People took up the idea of freedom and ran with it. In almost exactly 100 years the idea of freedom went from the emancipation of the slaves to a summer of free love, to the band that gave us ‘All Right Now’ and Peter Fonda declaring that ‘We wanna be free! We wanna be free to do what we wanna do.’

‘Free’ had become one of the most powerful words on the planet and the marketing industry weren’t slow in noticing that.

‘Free with every…’

From the free gift in every pack to the wonderfully named BOGOF, the popularity of ‘free’ has been irresistible to, weirdly, people who are trying to sell you stuff.

Of course, what they mean by ‘free’ isn’t actually the same as how you and I understand the word. It might mean that they have reduced their profit margin a little in the case of buy one, get one free. It might mean that the cost has been transferred to some other point in the transaction or, increasingly, it might mean that the seller is going to get something he regards as being more valuable from you than a few quid; they are getting your name, address and contact details. Sign up for a free offer and you’ve made someone’s marketing day.

Once you’ve clicked the button and bought whatever it was that you wanted to buy you will be expecting…

Free delivery.

Offering free delivery almost brought the UK’s biggest supermarkets to their knees because, obviously, delivery is not free, it is expensive. Most of them now offer a delivery pass on orders of a certain size and perhaps at restricted times but a lot of other on-line retailers still offer free delivery, and even free returns.

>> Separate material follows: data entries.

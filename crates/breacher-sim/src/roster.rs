//! Dense actor storage with stable ids.
//!
//! Actors live in a `Vec` in spawn order; a side table maps ids to
//! indices. Every system iterates the `Vec` directly, so processing
//! order is spawn order and therefore reproducible. Dead actors stay in
//! place (they are bodies, and the output builder still needs them).

use std::collections::HashMap;

use breacher_core::enums::{Condition, Side};
use breacher_core::types::{ActorId, GridPos};

use crate::actor::Actor;

#[derive(Debug, Clone, Default)]
pub struct Roster {
    actors: Vec<Actor>,
    index: HashMap<ActorId, usize>,
    next_id: u32,
}

impl Roster {
    pub fn new() -> Self {
        Self::default()
    }

    /// Allocate the next actor id. Ids are never reused.
    pub fn reserve_id(&mut self) -> ActorId {
        let id = ActorId(self.next_id);
        self.next_id += 1;
        id
    }

    /// Insert a fully built actor. The id must come from
    /// [`Roster::reserve_id`] and be unused.
    pub fn add(&mut self, actor: Actor) {
        let id = actor.id;
        assert!(
            !self.index.contains_key(&id),
            "actor id {} inserted twice",
            id.0
        );
        self.index.insert(id, self.actors.len());
        self.actors.push(actor);
    }

    pub fn len(&self) -> usize {
        self.actors.len()
    }

    pub fn is_empty(&self) -> bool {
        self.actors.is_empty()
    }

    pub fn get(&self, id: ActorId) -> Option<&Actor> {
        self.index.get(&id).map(|&i| &self.actors[i])
    }

    pub fn get_mut(&mut self, id: ActorId) -> Option<&mut Actor> {
        match self.index.get(&id) {
            Some(&i) => Some(&mut self.actors[i]),
            None => None,
        }
    }

    pub fn index_of(&self, id: ActorId) -> Option<usize> {
        self.index.get(&id).copied()
    }

    pub fn at(&self, idx: usize) -> &Actor {
        &self.actors[idx]
    }

    pub fn at_mut(&mut self, idx: usize) -> &mut Actor {
        &mut self.actors[idx]
    }

    /// Spawn-order iteration.
    pub fn iter(&self) -> impl Iterator<Item = &Actor> {
        self.actors.iter()
    }

    pub fn iter_mut(&mut self) -> impl Iterator<Item = &mut Actor> {
        self.actors.iter_mut()
    }

    /// Two distinct actors, mutably. Panics if the indices coincide;
    /// callers never resolve an actor against itself.
    pub fn pair_mut(&mut self, a: usize, b: usize) -> (&mut Actor, &mut Actor) {
        assert_ne!(a, b, "pair_mut needs two distinct actors");
        if a < b {
            let (left, right) = self.actors.split_at_mut(b);
            (&mut left[a], &mut right[0])
        } else {
            let (left, right) = self.actors.split_at_mut(a);
            (&mut right[0], &mut left[b])
        }
    }

    /// Living actors of one side.
    pub fn living_on(&self, side: Side) -> impl Iterator<Item = &Actor> {
        self.actors
            .iter()
            .filter(move |a| a.side == side && a.is_alive())
    }

    pub fn living_count(&self, side: Side) -> usize {
        self.living_on(side).count()
    }

    /// Whether any living actor stands on the cell. Down and dead
    /// actors do not block movement.
    pub fn cell_occupied(&self, pos: GridPos) -> bool {
        self.actors
            .iter()
            .any(|a| a.condition == Condition::Alive && a.pos == pos)
    }
}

One of the big costs entailed in that system is the carbon footprint of hundreds of thousands of brown cardboard boxes containing unwanted shopping being driven up and down our roads. That’s not my idea of ‘free’.

Freedom of the press.

This used to be important, and it still is; just for different reasons.

A free press was one of the cornerstones of the Free World; it was something we had that ‘they’ didn’t. It meant that journalists could report on the facts without fear of persecution, it meant that corruption could be uncovered and the truth be told.

Phone tapping, celebrity stalking, private email publishing and a level of political bias – either one way or the other – that would be laughable if it wasn’t so divisive. The free press seem to have decided that the only way they can keep their shareholders and their owners happy is to abandon the search for the truth that made their freedoms so worth protecting in the first place.

It isn’t a freedom when it’s abused.

Freedom of speech.

Social media, more that anything else, has amplified everyone’s voice. It has also amplified the outrage that people’s words and opinions can spark.

‘I disapprove of what you say, but I will defend to the death your right to say it,’ is a famous quote from the 1900’s that was often used to describe the principle of freedom of speech. Does it describe how people think and behave today?

No? Then perhaps, for many reasons, free speech is no longer the right that we often assume it is.

Calorie free and alcohol free.

The thing I often wonder when I see that something has been taken out of a kilo of this or a litre of that is, what has been put in it’s place? ‘Calories replaced with sweeteners,’ might be more accurate. ‘Alcohol replaced with..?’ (I have no idea.)

The word ‘free’ means a lot of things these days, but seldom does it seem to mean what it says. Perhaps it’s enjoying freedom of speech or freedom of the price?

Free chlorine?

I felt that there should be some specific relevance to pools and spas in this article and this was the one that came to mind.

The levels of free chlorine in either pool or spa water are now much easier to monitor and control with the advent of automatic dosing. That’s good to know, isn’t it?